LA PRÉÉMINENCE DU FAIT ÉCONOMIQUE
René Berthier

Source :
Extrait de « Essai sur les fondements théoriques de l’anarchisme » :
http://monde-nouveau.net/IMG/pdf/-_Essai_sur_les_fondements_theoriques_de_l_anarchisme_-.pdf

Article mis en ligne le 8 août 2011
dernière modification le 11 août 2011

par Eric Vilain

Chacun des stades d’évolution historique correspond à des modes d’exploitation du travail et à la domination de classes différentes. Bakounine avait parfaitement défini le cœur de l’opposition qui le séparait de Marx : la théorie des stades successifs d’évolution historique. Non pas qu’il niât l’existence de ces périodes dans l’histoire de l’Occident : il en contestait seulement le caractère nécessaire et universel.

A plusieurs reprises Bakounine déclare clairement que la méthode de Marx est justifiée. Ce dernier a « établi comme principe que toutes les évolutions politiques, religieuses, et juridiques dans l’histoire sont non les causes mais les effets des évolutions économiques » (IV, 437).
On peut donc légitimement penser qu’entre les deux hommes il y a un accord général sur la méthode d’analyse matérialiste de l’histoire, que Bakounine résume en ces termes : « Tandis que les idéalistes prétendent que les idées dominent et produisent les faits, les communistes, d’accord en cela avec le matérialisme scientifique, disent au contraire que les faits donnent naissance aux idées et que ces dernières ne sont jamais autre chose que l’expression idéale des faits accomplis. »

Ailleurs, dans l’Empire Knouto-germanique, Bakounine revient à la charge :

« Les historiens qui ont essayé de tracer le tableau général des évolutions historiques de la société humaine sont toujours partis d’un point de vue excessivement idéal, considérant l’histoire soit sous le rapport des développements religieux, esthétiques ou philosophiques, soit sous celui de la politique, ou de la naissance et de la décadence des Etats ; soit enfin sous le rapport juridique. » (VIII, 282)
Tous ces historiens, continue-t-il, ont presque également négligé ou ignoré le « point de vue anthropologique et économique, qui forme pourtant la base réelle de tout le développement humain ». Bakounine rappelle au passage le rôle de Marx dans la constitution d’une véritable méthode scientifique, mais il constate que même ce dernier n’a pas encore écrit d’ouvrage historique où cette méthode serait développée.

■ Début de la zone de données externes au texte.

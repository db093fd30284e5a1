//! PDF 合并服务 - 业务能力层
//!
//! 按顺序拼接多份完整的 PDF，保持每份文档内部的页面顺序

use crate::error::MergeError;
use lopdf::{dictionary, Dictionary, Document, Object, ObjectId};

/// 可以从上级 Pages 节点继承的页面属性
const INHERITABLE_KEYS: [&[u8]; 4] = [b"Resources", b"MediaBox", b"CropBox", b"Rotate"];

/// 防止损坏文档里的 Parent 环
const MAX_TREE_DEPTH: usize = 64;

/// 检查数据能否解析为 PDF，返回页数
pub fn page_count(bytes: &[u8]) -> Result<usize, lopdf::Error> {
    Ok(Document::load_mem(bytes)?.get_pages().len())
}

/// 按顺序合并多份 PDF
///
/// 只有一份输入时原样返回（仍会先校验能否解析）
pub fn merge_documents(parts: &[&[u8]]) -> Result<Vec<u8>, MergeError> {
    match parts {
        [] => return Err(MergeError::Empty),
        [single] => {
            let pages = page_count(single)
                .map_err(|source| MergeError::InvalidPart { index: 0, source })?;
            if pages == 0 {
                return Err(MergeError::NoPages { index: 0 });
            }
            return Ok(single.to_vec());
        }
        _ => {}
    }

    let mut merged = Document::with_version("1.5");
    let mut next_id = 1;
    let mut pages: Vec<(ObjectId, Dictionary)> = Vec::new();

    for (index, bytes) in parts.iter().enumerate() {
        let mut doc = Document::load_mem(bytes)
            .map_err(|source| MergeError::InvalidPart { index, source })?;
        doc.renumber_objects_with(next_id);
        next_id = doc.max_id + 1;

        if doc.version > merged.version {
            merged.version = doc.version.clone();
        }

        let page_ids: Vec<ObjectId> = doc.get_pages().into_values().collect();
        if page_ids.is_empty() {
            return Err(MergeError::NoPages { index });
        }
        for page_id in page_ids {
            let page = flatten_page(&doc, page_id)
                .map_err(|source| MergeError::InvalidPart { index, source })?;
            pages.push((page_id, page));
        }

        // 页面树和目录重新构建，其余对象原样搬过来
        for (id, object) in doc.objects {
            let skip = matches!(
                object.type_name().unwrap_or_default(),
                "Catalog" | "Pages" | "Page" | "XRef" | "ObjStm"
            );
            if !skip {
                merged.objects.insert(id, object);
            }
        }
    }

    let pages_id: ObjectId = (next_id, 0);
    let catalog_id: ObjectId = (next_id + 1, 0);
    let page_total = pages.len() as i64;

    let mut kids = Vec::with_capacity(pages.len());
    for (page_id, mut page) in pages {
        page.set("Parent", pages_id);
        kids.push(Object::Reference(page_id));
        merged.objects.insert(page_id, Object::Dictionary(page));
    }

    merged.objects.insert(
        pages_id,
        Object::Dictionary(dictionary! {
            "Type" => "Pages",
            "Kids" => kids,
            "Count" => page_total,
        }),
    );
    merged.objects.insert(
        catalog_id,
        Object::Dictionary(dictionary! {
            "Type" => "Catalog",
            "Pages" => pages_id,
        }),
    );
    merged.trailer.set("Root", catalog_id);
    merged.max_id = catalog_id.0;

    merged.renumber_objects();
    merged.compress();

    let mut out = Vec::new();
    merged
        .save_to(&mut out)
        .map_err(|e| MergeError::WriteFailed(e.into()))?;
    Ok(out)
}

/// 复制页面字典，并把从上级节点继承的属性写到页面自身
fn flatten_page(doc: &Document, page_id: ObjectId) -> Result<Dictionary, lopdf::Error> {
    let mut page = doc.get_object(page_id)?.as_dict()?.clone();

    let mut parent = page.get(b"Parent").and_then(|p| p.as_reference()).ok();
    let mut depth = 0;
    while let Some(parent_id) = parent {
        depth += 1;
        if depth > MAX_TREE_DEPTH {
            break;
        }
        let Ok(node) = doc.get_object(parent_id).and_then(|o| o.as_dict()) else {
            break;
        };
        for key in INHERITABLE_KEYS {
            if !page.has(key) {
                if let Ok(value) = node.get(key) {
                    page.set(key.to_vec(), value.clone());
                }
            }
        }
        parent = node.get(b"Parent").and_then(|p| p.as_reference()).ok();
    }

    Ok(page)
}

Il ne pouvait évidemment pas connaître l’Idéologie allemande, qui ne sera publié qu’en 1927. Aussi conclut-il que « l’histoire comme science n’existe encore pas » (VIII 28.) Il ne partage cependant pas les certitude de Marx, et considère tout au plus qu’il vit les débuts de la période de constitution de cette science qui permettra de comprendre les mécanismes du développement de la société. Evoquant la sociologie, quelques années auparavant, en 1869, il dit aussi qu’elle est « une science à peine née », qu’elle est à la recherche de ses éléments et qu’il lui faudra « un siècle au moins, pour se constituer définitivement et pour devenir une science sérieuse, quelque peu suffisante et complète » (FSA, 111).